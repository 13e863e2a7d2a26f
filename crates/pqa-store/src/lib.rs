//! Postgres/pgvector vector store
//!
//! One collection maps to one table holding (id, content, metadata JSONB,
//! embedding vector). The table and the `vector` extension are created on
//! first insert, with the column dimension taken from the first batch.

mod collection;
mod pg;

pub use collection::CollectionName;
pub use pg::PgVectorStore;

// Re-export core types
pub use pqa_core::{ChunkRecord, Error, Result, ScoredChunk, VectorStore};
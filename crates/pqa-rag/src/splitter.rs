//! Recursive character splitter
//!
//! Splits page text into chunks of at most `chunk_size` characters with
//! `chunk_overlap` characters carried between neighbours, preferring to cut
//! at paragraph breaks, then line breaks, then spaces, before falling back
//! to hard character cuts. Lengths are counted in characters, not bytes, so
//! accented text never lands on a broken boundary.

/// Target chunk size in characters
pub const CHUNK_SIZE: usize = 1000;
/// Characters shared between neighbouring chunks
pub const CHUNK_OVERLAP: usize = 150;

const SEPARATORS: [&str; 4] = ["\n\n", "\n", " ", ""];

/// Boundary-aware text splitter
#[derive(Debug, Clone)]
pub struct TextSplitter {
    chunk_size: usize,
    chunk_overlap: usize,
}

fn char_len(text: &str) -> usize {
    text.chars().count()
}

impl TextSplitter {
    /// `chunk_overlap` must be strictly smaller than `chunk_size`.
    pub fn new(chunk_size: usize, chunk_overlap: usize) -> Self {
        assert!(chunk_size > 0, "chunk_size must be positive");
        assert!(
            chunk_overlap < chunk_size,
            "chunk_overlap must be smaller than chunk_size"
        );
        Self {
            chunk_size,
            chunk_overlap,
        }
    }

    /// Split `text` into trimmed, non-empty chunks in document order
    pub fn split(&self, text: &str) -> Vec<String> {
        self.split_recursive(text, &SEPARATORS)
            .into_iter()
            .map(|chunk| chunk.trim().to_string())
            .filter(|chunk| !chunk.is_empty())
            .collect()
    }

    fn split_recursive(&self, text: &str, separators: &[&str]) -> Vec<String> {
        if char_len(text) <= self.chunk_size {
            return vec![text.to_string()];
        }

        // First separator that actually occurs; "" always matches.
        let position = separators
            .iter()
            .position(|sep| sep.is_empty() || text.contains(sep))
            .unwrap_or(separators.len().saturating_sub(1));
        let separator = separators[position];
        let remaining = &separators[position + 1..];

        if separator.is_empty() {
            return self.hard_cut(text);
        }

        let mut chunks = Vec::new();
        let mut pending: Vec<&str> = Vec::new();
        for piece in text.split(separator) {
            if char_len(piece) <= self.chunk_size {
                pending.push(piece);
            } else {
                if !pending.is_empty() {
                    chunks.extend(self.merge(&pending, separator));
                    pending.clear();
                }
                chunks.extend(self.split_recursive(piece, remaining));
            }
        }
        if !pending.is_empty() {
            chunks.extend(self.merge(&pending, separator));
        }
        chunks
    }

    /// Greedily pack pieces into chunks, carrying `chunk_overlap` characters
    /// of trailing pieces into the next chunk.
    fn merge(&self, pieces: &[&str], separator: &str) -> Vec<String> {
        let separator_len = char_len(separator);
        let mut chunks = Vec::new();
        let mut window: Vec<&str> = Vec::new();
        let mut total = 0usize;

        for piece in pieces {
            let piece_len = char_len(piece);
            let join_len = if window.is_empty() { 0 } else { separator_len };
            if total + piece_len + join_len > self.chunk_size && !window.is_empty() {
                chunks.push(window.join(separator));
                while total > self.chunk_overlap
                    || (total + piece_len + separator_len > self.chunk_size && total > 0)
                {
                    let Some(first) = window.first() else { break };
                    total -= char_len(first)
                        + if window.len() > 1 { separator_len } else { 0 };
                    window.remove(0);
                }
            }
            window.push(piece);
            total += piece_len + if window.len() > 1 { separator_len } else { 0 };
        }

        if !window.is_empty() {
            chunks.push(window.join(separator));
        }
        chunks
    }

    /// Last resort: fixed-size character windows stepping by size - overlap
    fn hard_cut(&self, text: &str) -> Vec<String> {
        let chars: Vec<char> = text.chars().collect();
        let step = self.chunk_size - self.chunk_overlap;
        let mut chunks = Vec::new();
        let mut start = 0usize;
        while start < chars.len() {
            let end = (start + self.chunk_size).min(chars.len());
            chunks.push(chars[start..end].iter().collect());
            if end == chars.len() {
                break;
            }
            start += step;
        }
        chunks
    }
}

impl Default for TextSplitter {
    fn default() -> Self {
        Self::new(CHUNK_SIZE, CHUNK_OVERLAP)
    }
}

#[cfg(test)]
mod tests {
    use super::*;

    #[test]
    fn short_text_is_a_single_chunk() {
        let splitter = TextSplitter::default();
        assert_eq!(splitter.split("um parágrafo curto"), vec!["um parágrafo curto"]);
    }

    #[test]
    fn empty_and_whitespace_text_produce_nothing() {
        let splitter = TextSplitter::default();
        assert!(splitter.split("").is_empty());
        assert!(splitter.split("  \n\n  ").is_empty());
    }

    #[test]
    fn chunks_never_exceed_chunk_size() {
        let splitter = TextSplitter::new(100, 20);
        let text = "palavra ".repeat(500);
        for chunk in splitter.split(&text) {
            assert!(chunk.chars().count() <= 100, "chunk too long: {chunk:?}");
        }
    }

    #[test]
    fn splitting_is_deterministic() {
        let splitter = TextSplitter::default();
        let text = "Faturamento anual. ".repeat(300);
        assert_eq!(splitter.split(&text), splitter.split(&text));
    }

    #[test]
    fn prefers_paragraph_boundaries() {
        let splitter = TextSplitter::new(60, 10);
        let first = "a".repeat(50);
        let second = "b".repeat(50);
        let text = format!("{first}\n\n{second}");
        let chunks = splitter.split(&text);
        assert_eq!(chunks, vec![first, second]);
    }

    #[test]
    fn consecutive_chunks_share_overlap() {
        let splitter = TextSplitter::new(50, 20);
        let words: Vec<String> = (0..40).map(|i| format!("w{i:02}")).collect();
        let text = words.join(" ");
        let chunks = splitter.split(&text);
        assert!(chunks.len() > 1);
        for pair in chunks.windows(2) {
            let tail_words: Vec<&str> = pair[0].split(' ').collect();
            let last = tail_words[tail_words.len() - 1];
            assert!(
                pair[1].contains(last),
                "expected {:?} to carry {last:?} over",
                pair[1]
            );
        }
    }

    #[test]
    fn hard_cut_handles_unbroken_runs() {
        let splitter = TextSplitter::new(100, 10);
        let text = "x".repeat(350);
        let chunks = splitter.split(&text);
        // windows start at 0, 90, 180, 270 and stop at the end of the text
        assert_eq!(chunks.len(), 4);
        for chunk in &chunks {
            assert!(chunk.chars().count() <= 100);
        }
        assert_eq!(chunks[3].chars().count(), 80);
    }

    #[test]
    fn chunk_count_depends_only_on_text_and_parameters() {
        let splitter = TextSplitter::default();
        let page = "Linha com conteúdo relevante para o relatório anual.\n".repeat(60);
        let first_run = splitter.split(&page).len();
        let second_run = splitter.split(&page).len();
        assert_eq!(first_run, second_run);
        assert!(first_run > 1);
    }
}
----
▶ [What you need to do]:
Starting with the first line above and ending with the line that holds "fn split_recursive(&self, text: &str, separators: &[&str])", restate each line word for word and add nothing else.

▶ [Solution to the exercise]:
repository 13e863e2a7d2a26f
filename crates/pqa-store/src/lib.rs
//! Postgres/pgvector vector store
//!
//! One collection maps to one table holding (id, content, metadata JSONB,
//! embedding vector). The table and the `vector` extension are created on
//! first insert, with the column dimension taken from the first batch.

mod collection;
mod pg;

pub use collection::CollectionName;
pub use pg::PgVectorStore;

// Re-export core types
pub use pqa_core::{ChunkRecord, Error, Result, ScoredChunk, VectorStore};
filename crates/pqa-rag/src/splitter.rs
//! Recursive character splitter
//!
//! Splits page text into chunks of at most `chunk_size` characters with
//! `chunk_overlap` characters carried between neighbours, preferring to cut
//! at paragraph breaks, then line breaks, then spaces, before falling back
//! to hard character cuts. Lengths are counted in characters, not bytes, so
//! accented text never lands on a broken boundary.

/// Target chunk size in characters
pub const CHUNK_SIZE: usize = 1000;
/// Characters shared between neighbouring chunks
pub const CHUNK_OVERLAP: usize = 150;

const SEPARATORS: [&str; 4] = ["\n\n", "\n", " ", ""];

/// Boundary-aware text splitter
#[derive(Debug, Clone)]
pub struct TextSplitter {
    chunk_size: usize,
    chunk_overlap: usize,
}

fn char_len(text: &str) -> usize {
    text.chars().count()
}

impl TextSplitter {
    /// `chunk_overlap` must be strictly smaller than `chunk_size`.
    pub fn new(chunk_size: usize, chunk_overlap: usize) -> Self {
        assert!(chunk_size > 0, "chunk_size must be positive");
        assert!(
            chunk_overlap < chunk_size,
            "chunk_overlap must be smaller than chunk_size"
        );
        Self {
            chunk_size,
            chunk_overlap,
        }
    }

    /// Split `text` into trimmed, non-empty chunks in document order
    pub fn split(&self, text: &str) -> Vec<String> {
        self.split_recursive(text, &SEPARATORS)
            .into_iter()
            .map(|chunk| chunk.trim().to_string())
            .filter(|chunk| !chunk.is_empty())
            .collect()
    }

    fn split_recursive(&self, text: &str, separators: &[&str]) -> Vec<String> {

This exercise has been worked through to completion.